[Stored items]
=-=-=-=-=

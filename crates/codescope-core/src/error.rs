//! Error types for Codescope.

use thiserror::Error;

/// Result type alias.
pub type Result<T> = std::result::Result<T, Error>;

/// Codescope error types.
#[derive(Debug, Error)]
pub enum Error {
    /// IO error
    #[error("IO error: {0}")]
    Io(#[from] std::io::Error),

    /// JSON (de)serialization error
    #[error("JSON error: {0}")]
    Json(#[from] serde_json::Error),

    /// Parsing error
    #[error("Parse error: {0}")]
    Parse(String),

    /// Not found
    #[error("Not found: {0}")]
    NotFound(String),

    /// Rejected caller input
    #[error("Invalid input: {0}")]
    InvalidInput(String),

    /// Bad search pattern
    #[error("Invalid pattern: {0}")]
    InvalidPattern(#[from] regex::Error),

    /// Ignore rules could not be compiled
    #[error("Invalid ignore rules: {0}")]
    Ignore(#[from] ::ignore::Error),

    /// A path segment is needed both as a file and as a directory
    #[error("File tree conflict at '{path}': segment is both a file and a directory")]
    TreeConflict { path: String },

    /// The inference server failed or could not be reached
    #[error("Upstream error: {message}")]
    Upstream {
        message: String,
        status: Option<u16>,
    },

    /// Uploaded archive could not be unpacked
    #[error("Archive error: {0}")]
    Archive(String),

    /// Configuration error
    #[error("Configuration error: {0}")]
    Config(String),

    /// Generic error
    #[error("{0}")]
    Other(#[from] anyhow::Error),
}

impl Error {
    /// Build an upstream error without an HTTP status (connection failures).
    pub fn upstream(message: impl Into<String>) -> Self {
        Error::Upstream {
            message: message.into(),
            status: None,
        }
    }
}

=-=-=-=-=

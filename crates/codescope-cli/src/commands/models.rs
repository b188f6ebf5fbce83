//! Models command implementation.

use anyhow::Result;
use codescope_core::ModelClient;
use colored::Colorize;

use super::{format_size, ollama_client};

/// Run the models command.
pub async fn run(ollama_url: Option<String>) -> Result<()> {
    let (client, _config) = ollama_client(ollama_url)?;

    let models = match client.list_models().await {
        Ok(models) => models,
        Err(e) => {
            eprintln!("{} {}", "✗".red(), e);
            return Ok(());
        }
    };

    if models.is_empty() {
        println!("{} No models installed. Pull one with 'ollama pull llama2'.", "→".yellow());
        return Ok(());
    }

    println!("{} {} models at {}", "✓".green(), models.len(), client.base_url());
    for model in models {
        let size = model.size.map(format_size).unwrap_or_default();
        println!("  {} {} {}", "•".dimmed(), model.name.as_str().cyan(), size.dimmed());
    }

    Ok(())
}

=-=-=-=-=

Task objective:
Each line above that includes "Option" should be shown.

Solution for this exercise:
        status: Option<u16>,
pub async fn run(ollama_url: Option<String>) -> Result<()> {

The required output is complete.